Astroturfing is frowned on by the FTC and the NY attorney general, you seem to be in violation by not disclosing with each post that you are paid by Uber for your fantasy land reputation management threads and comments. Paid shills are scum.

"According to the FTC, "Advertisers are subject to liability ... for failing to disclose material connections between themselves and their endorsers." 16 CFR §255.1(d) (internal citation omitted).

The FTC has also stated that "[a]dvertisers shouldn't encourage endorsements using features that don't allow for clear and conspicuous disclosures."


----------



## SurgeMasterMN (Sep 10, 2016)

Bubsie said:


> Astroturfing is frowned on by the FTC and the NY attorney general, you seem to be in violation by not disclosing with each post that you are paid by Uber for your fantasy land reputation management threads and comments. Paid shills are scum.
> 
> "According to the FTC, "Advertisers are subject to liability ... for failing to disclose material connections between themselves and their endorsers." 16 CFR §255.1(d) (internal citation omitted).
> 
> The FTC has also stated that "[a]dvertisers shouldn't encourage endorsements using features that don't allow for clear and conspicuous disclosures."


Sounds like another Class Action.


----------



## UberAdrian (May 26, 2018)

OP must be Uber's most highly paid shill.



MiamiKid said:


> Am a driver and fully support her perspective.
> 
> 
> Likewise and hope to stay an IC. If that changes, would shut down the driver app ASAP.


I too would walk away if they try to make me an employee. That's not what most are asking for.

We only want what fumbler is already claiming they are giving us (real IC status).

We are only ICs in name, on paper and for tax purposes. Bumbler controls 100% of everything about how the job is done and the drivers control nothing. How is that an IC relationship?


----------



## MiamiKid (May 24, 2016)

UberAdrian said:


> OP must be Uber's most highly paid shill.
> 
> 
> I too would walk away if they try to make me an employee. That's not what most are asking for.
> ...


It definitely meets the legal requirements as outlined by the IRS.

If you do not believe this, it can be easily verified with some research on your part. No, will not attempt to validate it for you.
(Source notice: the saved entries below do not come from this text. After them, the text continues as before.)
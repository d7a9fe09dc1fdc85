//! Resolve command implementation.

use anyhow::{Context, Result};
use ifrename_core::{Collector, NicDescriptor};
use std::path::Path;

use crate::OutputFormat;

/// Runs the resolve command.
pub fn run(path: &Path, nics_path: &Path, format: OutputFormat) -> Result<()> {
    let nics = load_nics(nics_path)?;

    let mut sink = Collector::new();
    let mut rules = super::load(path, &mut sink)?;

    tracing::info!(
        "Resolving {} rule(s) against {} NIC(s)",
        rules.formulae().len(),
        nics.len()
    );
    rules.generate(&nics, &mut sink);

    super::output::print_bindings(path, rules.rules(), sink.diagnostics(), format)
}

fn load_nics(path: &Path) -> Result<Vec<NicDescriptor>> {
    let content = std::fs::read_to_string(path)
        .with_context(|| format!("Failed to read NIC snapshot: {}", path.display()))?;
    parse_nics(&content).with_context(|| format!("Invalid NIC snapshot: {}", path.display()))
}

fn parse_nics(content: &str) -> serde_json::Result<Vec<NicDescriptor>> {
    serde_json::from_str(content)
}
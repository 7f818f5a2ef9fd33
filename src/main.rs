//! Volatility Forecast API Server
//!
//! Serves pre-trained volatility forecasting models, one per lag.
//!
//! # Architecture
//!
//! ```text
//! ┌──────────────────────────────────────────────────────────┐
//! │                  VOLATILITY FORECAST API                 │
//! ├──────────────────────────────────────────────────────────┤
//! │  ┌───────────┐   ┌─────────────┐   ┌──────────────────┐  │
//! │  │  HTTP     │──▶│  Predictor  │──▶│  Model Registry  │  │
//! │  │  (Axum)   │   │  (validate, │   │  (LRU, lag ->    │  │
//! │  │           │   │   shape)    │   │   loaded model)  │  │
//! │  └───────────┘   └─────────────┘   └────────┬─────────┘  │
//! │                                             ▼            │
//! │                                    ┌──────────────────┐  │
//! │                                    │  Model Runtime   │  │
//! │                                    │  (ONNX)          │  │
//! │                                    └──────────────────┘  │
//! └──────────────────────────────────────────────────────────┘
//! ```

mod config;
mod error;
mod handlers;
mod models;
mod predictor;
mod registry;
mod runtime;

use std::sync::Arc;

use anyhow::Context;
use axum::{
    Router,
    routing::{get, post},
};
use tower_http::{
    cors::{CorsLayer, Any},
    trace::TraceLayer,
    compression::CompressionLayer,
};
use tracing_subscriber::{layer::SubscriberExt, util::SubscriberInitExt};

pub use error::{AppError, AppResult};

use predictor::Predictor;
use registry::ModelRegistry;
use runtime::OnnxRuntime;

#[tokio::main]
async fn main() -> anyhow::Result<()> {
    // Initialize logging
    tracing_subscriber::registry()
        .with(tracing_subscriber::EnvFilter::try_from_default_env()
            .unwrap_or_else(|_| "volatility_api=debug,tower_http=debug".into()))
        .with(tracing_subscriber::fmt::layer())
        .init();

    // Load configuration
    dotenvy::dotenv().ok();
    let config = config::Config::from_env();

    tracing::info!("Volatility Forecast API starting ({})...", config.environment);
    tracing::info!("Models directory: {}", config.models_dir.display());
    if !config.models_dir.is_dir() {
        tracing::warn!("Models directory does not exist yet, predictions will return 404");
    }

    let registry = ModelRegistry::new(
        config.models_dir.clone(),
        config.model_extension.clone(),
        Arc::new(OnnxRuntime::new()),
        config.cache_capacity,
    );
    let predictor = Predictor::from_config(&config, registry);

    // Build application state
    let state = AppState {
        predictor: Arc::new(predictor),
        config: config.clone(),
    };

    let app = create_router(state);

    // Start server
    let listener = tokio::net::TcpListener::bind((config.host.as_str(), config.port))
        .await
        .with_context(|| format!("Failed to bind {}:{}", config.host, config.port))?;
    tracing::info!("Server listening on http://{}", listener.local_addr()?);

    axum::serve(listener, app)
        .with_graceful_shutdown(shutdown_signal())
        .await
        .context("Server error")?;

    tracing::info!("Server stopped");
    Ok(())
}

/// Shared application state
#[derive(Clone)]
pub struct AppState {
    pub predictor: Arc<Predictor>,
    pub config: config::Config,
}

/// Create the main router with all routes
fn create_router(state: AppState) -> Router {
    let mut cors = CorsLayer::new()
        .allow_methods(Any)
        .allow_headers(Any);
    if !state.config.is_production() {
        cors = cors.allow_origin(Any);
    }

    Router::new()
        .route("/", get(handlers::health::root))
        .route("/health", get(handlers::health::check))
        .route("/predict", post(handlers::predict::predict))
        .route("/predict/:lag", get(handlers::predict::predict_by_lag))
        .route("/models", get(handlers::models::status))
        .layer(CompressionLayer::new())
        .layer(TraceLayer::new_for_http())
        .layer(cors)
        .with_state(state)
}

async fn shutdown_signal() {
    if let Err(e) = tokio::signal::ctrl_c().await {
        tracing::error!("Failed to listen for shutdown signal: {}", e);
        std::future::pending::<()>().await;
    }
    tracing::info!("Shutdown signal received");
}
Courts, generally, accept the IRS guidelines, which used to involve around twenty questions. As I remember, only a handful of the twenty had to qualify.
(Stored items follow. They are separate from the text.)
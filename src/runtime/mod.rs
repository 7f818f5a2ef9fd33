//! Model Runtime - load and run trained artifacts
//!
//! The registry and predictor only see these traits, so the
//! inference backend can be swapped (ONNX, test stubs, ...).

pub mod onnx;
#[cfg(test)]
pub mod stub;

use std::path::Path;
use std::sync::Arc;

pub use onnx::OnnxRuntime;

#[derive(Debug, thiserror::Error)]
pub enum RuntimeError {
    #[error("failed to load model: {0}")]
    Load(String),

    #[error("inference failed: {0}")]
    Inference(String),
}

/// A loaded, ready-to-run model
pub trait Model: Send + Sync {
    /// Static width of the input row, if the artifact declares one
    fn input_width(&self) -> Option<usize>;

    /// Run the model on a single input row, returning the flattened output
    fn infer(&self, input: &[f32]) -> Result<Vec<f32>, RuntimeError>;
}

/// Backend able to turn an artifact on disk into a [`Model`]
pub trait ModelRuntime: Send + Sync {
    fn load(&self, path: &Path) -> Result<Arc<dyn Model>, RuntimeError>;

    /// Short backend name for status reporting
    fn name(&self) -> &'static str;
}
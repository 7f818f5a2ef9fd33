//! Lag model - which trained variant a request targets

use std::collections::BTreeSet;
use std::path::{Path, PathBuf};

/// Lags a deployment accepts
#[derive(Debug, Clone, PartialEq, Eq)]
pub enum LagPolicy {
    /// Only the listed lags
    Allowed(BTreeSet<i64>),
    /// Any positive lag; a missing artifact surfaces as 404
    Any,
}

impl LagPolicy {
    pub fn permits(&self, lag: i64) -> bool {
        match self {
            LagPolicy::Allowed(lags) => lags.contains(&lag),
            LagPolicy::Any => lag > 0,
        }
    }

    /// Explicit lag list, `None` when any lag is accepted
    pub fn allowed(&self) -> Option<Vec<i64>> {
        match self {
            LagPolicy::Allowed(lags) => Some(lags.iter().copied().collect()),
            LagPolicy::Any => None,
        }
    }

    /// Human readable description used in 400 responses
    pub fn describe(&self) -> String {
        match self {
            LagPolicy::Allowed(lags) => {
                let list = lags
                    .iter()
                    .map(|l| l.to_string())
                    .collect::<Vec<_>>()
                    .join(", ");
                format!("one of [{}]", list)
            }
            LagPolicy::Any => "a positive integer".to_string(),
        }
    }
}

/// Path of the artifact trained for `lag`:
/// `<models_dir>/lag_<L>/mejor_fold_lag_<L>.<extension>`
pub fn artifact_path(models_dir: &Path, lag: i64, extension: &str) -> PathBuf {
    models_dir
        .join(format!("lag_{}", lag))
        .join(format!("mejor_fold_lag_{}.{}", lag, extension))
}
//! Health check handlers

use axum::Json;
use serde::Serialize;

#[derive(Serialize)]
pub struct HealthResponse {
    status: &'static str,
    version: &'static str,
    timestamp: i64,
}

#[derive(Serialize)]
pub struct WelcomeResponse {
    message: &'static str,
    docs: [&'static str; 4],
}

pub async fn check() -> Json<HealthResponse> {
    Json(HealthResponse {
        status: "ok",
        version: env!("CARGO_PKG_VERSION"),
        timestamp: chrono::Utc::now().timestamp(),
    })
}

pub async fn root() -> Json<WelcomeResponse> {
    Json(WelcomeResponse {
        message: "Volatility Forecast API",
        docs: ["GET /health", "POST /predict", "GET /predict/{lag}", "GET /models"],
    })
}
But, that's a few years back. Personally, I'm, literally, towards the end of this gig; so, really do not care.

Up until recently, however, I did side with the driver. The anti Uber, union, pro labor rhetoric has, now, turned me to Uber's side.

My main beef, is the attitude of others towards those of us that are totally satisfied. As if we're employee's, union members or even an association of drivers.
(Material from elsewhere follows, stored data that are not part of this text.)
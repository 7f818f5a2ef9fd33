//! Model Registry - lag -> loaded model cache
//!
//! Each lag is loaded at most once. Lookups, loads and evictions all happen
//! under one mutex, so concurrent first requests for a lag share one load.
//! Status reads never touch that mutex; they see a copy of the key order
//! refreshed after every cache access.

use std::num::NonZeroUsize;
use std::path::PathBuf;
use std::sync::atomic::{AtomicU64, Ordering};
use std::sync::Arc;

use lru::LruCache;
use parking_lot::{Mutex, RwLock};
use serde::Serialize;

use crate::models::artifact_path;
use crate::runtime::{Model, ModelRuntime};

#[derive(Debug, thiserror::Error)]
pub enum RegistryError {
    #[error("No model found for lag={lag} at {}", path.display())]
    NotFound { lag: i64, path: PathBuf },

    #[error("Error loading model for lag={lag} from {}: {message}", path.display())]
    Load {
        lag: i64,
        path: PathBuf,
        message: String,
    },
}

/// Point-in-time view of the cache
#[derive(Debug, Clone, Serialize)]
pub struct RegistryStatus {
    /// Most recently used first
    pub cached_lags: Vec<i64>,
    /// `None` when unbounded
    pub capacity: Option<usize>,
    pub loads: u64,
    pub hits: u64,
}

pub struct ModelRegistry {
    models_dir: PathBuf,
    extension: String,
    runtime: Arc<dyn ModelRuntime>,
    capacity: Option<NonZeroUsize>,
    cache: Mutex<LruCache<i64, Arc<dyn Model>>>,
    /// Cached lags, most recently used first
    cached_lags: RwLock<Vec<i64>>,
    loads: AtomicU64,
    hits: AtomicU64,
}

impl ModelRegistry {
    pub fn new(
        models_dir: impl Into<PathBuf>,
        extension: impl Into<String>,
        runtime: Arc<dyn ModelRuntime>,
        capacity: Option<NonZeroUsize>,
    ) -> Self {
        let cache = match capacity {
            Some(cap) => LruCache::new(cap),
            None => LruCache::unbounded(),
        };

        Self {
            models_dir: models_dir.into(),
            extension: extension.into(),
            runtime,
            capacity,
            cache: Mutex::new(cache),
            cached_lags: RwLock::new(Vec::new()),
            loads: AtomicU64::new(0),
            hits: AtomicU64::new(0),
        }
    }

    pub fn runtime_name(&self) -> &'static str {
        self.runtime.name()
    }

    /// Where the artifact for `lag` is expected on disk
    pub fn artifact_path(&self, lag: i64) -> PathBuf {
        artifact_path(&self.models_dir, lag, &self.extension)
    }

    /// Return the model for `lag`, loading it on first use
    pub fn get_model(&self, lag: i64) -> Result<Arc<dyn Model>, RegistryError> {
        let mut cache = self.cache.lock();

        if let Some(model) = cache.get(&lag).map(Arc::clone) {
            self.hits.fetch_add(1, Ordering::Relaxed);
            self.publish_order(&cache);
            tracing::debug!("Model cache hit for lag={}", lag);
            return Ok(model);
        }

        let path = self.artifact_path(lag);
        if !path.exists() {
            return Err(RegistryError::NotFound { lag, path });
        }

        let model = self
            .runtime
            .load(&path)
            .map_err(|e| RegistryError::Load {
                lag,
                path: path.clone(),
                message: e.to_string(),
            })?;

        if let Some((evicted, _)) = cache.push(lag, Arc::clone(&model)) {
            tracing::info!("Evicted model for lag={} (cache full)", evicted);
        }
        self.publish_order(&cache);
        self.loads.fetch_add(1, Ordering::Relaxed);
        tracing::info!("Model for lag={} loaded from {}", lag, path.display());

        Ok(model)
    }

    fn publish_order(&self, cache: &LruCache<i64, Arc<dyn Model>>) {
        *self.cached_lags.write() = cache.iter().map(|(lag, _)| *lag).collect();
    }

    /// Does not wait for in-flight loads
    pub fn snapshot(&self) -> RegistryStatus {
        RegistryStatus {
            cached_lags: self.cached_lags.read().clone(),
            capacity: self.capacity.map(NonZeroUsize::get),
            loads: self.loads.load(Ordering::Relaxed),
            hits: self.hits.load(Ordering::Relaxed),
        }
    }
}
//! HTTP handlers

pub mod health;
pub mod predict;
pub mod models;
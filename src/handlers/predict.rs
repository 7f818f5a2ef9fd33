//! Prediction handlers

use axum::{extract::{rejection::JsonRejection, State, Path}, Json};

use crate::{AppState, AppResult};
use crate::models::{PredictRequest, PredictionResponse};

/// Predict from an explicit request body
pub async fn predict(
    State(state): State<AppState>,
    body: Result<Json<PredictRequest>, JsonRejection>,
) -> AppResult<Json<PredictionResponse>> {
    let Json(req) = body?;
    run(state, req.lag, req.features).await
}

/// Predict for a lag given in the URL, using a placeholder input
pub async fn predict_by_lag(
    State(state): State<AppState>,
    Path(lag): Path<i64>,
) -> AppResult<Json<PredictionResponse>> {
    run(state, lag, None).await
}

// Loading and inference block, keep them off the async workers
async fn run(
    state: AppState,
    lag: i64,
    features: Option<Vec<f32>>,
) -> AppResult<Json<PredictionResponse>> {
    let predictor = state.predictor.clone();
    let predictions = tokio::task::spawn_blocking(move || predictor.predict(lag, features)).await??;

    Ok(Json(PredictionResponse { predictions }))
}
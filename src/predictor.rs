//! Predictor - request handling independent of the HTTP layer
//!
//! Validates the lag, fetches the model, builds the input row,
//! runs inference and shapes the output.

use std::sync::atomic::{AtomicU64, Ordering};
use std::time::Instant;

use serde::Serialize;

use crate::config::Config;
use crate::models::{shape_output, LagPolicy, OutputLength, PlaceholderInput};
use crate::registry::ModelRegistry;
use crate::{AppError, AppResult};

/// Engine status for `/models`
#[derive(Debug, Clone, Serialize)]
pub struct EngineStatus {
    /// `None` when any positive lag is accepted
    pub allowed_lags: Option<Vec<i64>>,
    pub cached_lags: Vec<i64>,
    pub cache_capacity: Option<usize>,
    pub loads: u64,
    pub cache_hits: u64,
    pub inference_count: u64,
    pub avg_latency_ms: f32,
    /// `None` when raw model output is returned
    pub output_length: Option<usize>,
    pub placeholder_input: &'static str,
    pub runtime: &'static str,
}

pub struct Predictor {
    registry: ModelRegistry,
    lag_policy: LagPolicy,
    output_length: OutputLength,
    placeholder: PlaceholderInput,
    inference_count: AtomicU64,
    latency_sum_us: AtomicU64,
}

impl Predictor {
    pub fn new(
        registry: ModelRegistry,
        lag_policy: LagPolicy,
        output_length: OutputLength,
        placeholder: PlaceholderInput,
    ) -> Self {
        Self {
            registry,
            lag_policy,
            output_length,
            placeholder,
            inference_count: AtomicU64::new(0),
            latency_sum_us: AtomicU64::new(0),
        }
    }

    pub fn from_config(config: &Config, registry: ModelRegistry) -> Self {
        Self::new(
            registry,
            config.lag_policy.clone(),
            config.output_length,
            config.placeholder,
        )
    }

    /// Run a prediction for `lag`.
    ///
    /// Explicit `features` must hold exactly `lag` values. Without them a
    /// placeholder row is synthesized.
    pub fn predict(&self, lag: i64, features: Option<Vec<f32>>) -> AppResult<Vec<f32>> {
        let width = self.validate_lag(lag)?;

        if let Some(features) = &features {
            if features.len() != width {
                return Err(AppError::ValidationError(format!(
                    "'features' must contain exactly lag ({}) values, got {}",
                    lag,
                    features.len()
                )));
            }
        }

        let model = self.registry.get_model(lag)?;

        let input = match features {
            Some(features) => features,
            None => self.placeholder.build(width, model.input_width()),
        };

        let start = Instant::now();
        let raw = model.infer(&input)?;
        let elapsed_us = start.elapsed().as_micros() as u64;

        self.latency_sum_us.fetch_add(elapsed_us, Ordering::Relaxed);
        self.inference_count.fetch_add(1, Ordering::Relaxed);
        tracing::debug!(
            "lag={} inference took {}us, raw output len {}",
            lag,
            elapsed_us,
            raw.len()
        );

        Ok(shape_output(raw, self.output_length))
    }

    /// Check `lag` against the policy, returning it as a row width
    fn validate_lag(&self, lag: i64) -> AppResult<usize> {
        if !self.lag_policy.permits(lag) {
            return Err(AppError::ValidationError(format!(
                "'lag' must be {}, got {}",
                self.lag_policy.describe(),
                lag
            )));
        }

        usize::try_from(lag)
            .map_err(|_| AppError::ValidationError(format!("'lag' out of range: {}", lag)))
    }

    pub fn status(&self) -> EngineStatus {
        let registry = self.registry.snapshot();
        let count = self.inference_count.load(Ordering::Relaxed);
        let sum = self.latency_sum_us.load(Ordering::Relaxed);
        let avg = if count > 0 { (sum as f32 / count as f32) / 1000.0 } else { 0.0 };

        EngineStatus {
            allowed_lags: self.lag_policy.allowed(),
            cached_lags: registry.cached_lags,
            cache_capacity: registry.capacity,
            loads: registry.loads,
            cache_hits: registry.hits,
            inference_count: count,
            avg_latency_ms: avg,
            output_length: match self.output_length {
                OutputLength::Fixed(n) => Some(n),
                OutputLength::Raw => None,
            },
            placeholder_input: self.placeholder.as_str(),
            runtime: self.registry.runtime_name(),
        }
    }
}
They're literally upset that we're happy with the current setup. That is it in a nutshell.


----------



## UberAdrian (May 26, 2018)

Of course I believe it meets legal requirements. That doesn’t change anything about the facts on the ground. I said the exact same thing, we are ICs on paper - as in it’s all legal (for now).

If we were actually ICs in any way , they would give us the freakin destination up front!

Hiding info from your contractor is like calling someone in to reno your house but only giving them the address of the house and no other details. What sane contractor would take a mystery job for mystery pay?

Your constant skirting of this very important point makes me think you are a shill. Yes, we are legally ICs, but they don’t treat us like that AT ALL, that is not how the job functions mechanically and that IS illegal, they just haven’t gone down for it yet.

As for your point about people being upset at those that are satisfied - what people? Show me what you’re talking about. I’ve never heard this complaint. I personally wouldn’t knock people that are satisfied. All the power to you if it’s working for you. But just because it works for you is not actually a valid reason to turn a blind eye to all the unethical and illegal things these companies are constantly doing.

BTW it’s working for me too, probably better than 99.9% of all drivers. I am the last person that should be complaining at all. And yet I do, because I have eyes, a brain and a conscience and I can see how they are ruining everything and screwing other drivers, as well as the rest of human society.

And one more thing! If they hadn't blown TENS OF BILLIONS on asinine crap like flying taxis, undeserved stratospheric executive pay, lawsuits, commercials about lawsuits and a futile attempt to kill Lyft by starting a price war - among many, many other stupidities - they would be profitable right now and could afford to pay drivers a living wage. Suck on that.


----------



## MiamiKid (May 24, 2016)

UberAdrian said:


> Of course I believe it meets legal requirements. That doesn't change anything about the facts on the ground. I said the exact same thing, we are ICs on paper - as in it's all legal (for now).
> 
> If we were actually ICs in any way , they would give us the freakin destination up front!
> 
> ...


"Suck on that"? You go "Suck on that"!!!

Wondering if I'm a shill??

Well, let's see, I take Uber's side 100%. As far as driver's who are loyal and satisfied, also 100%.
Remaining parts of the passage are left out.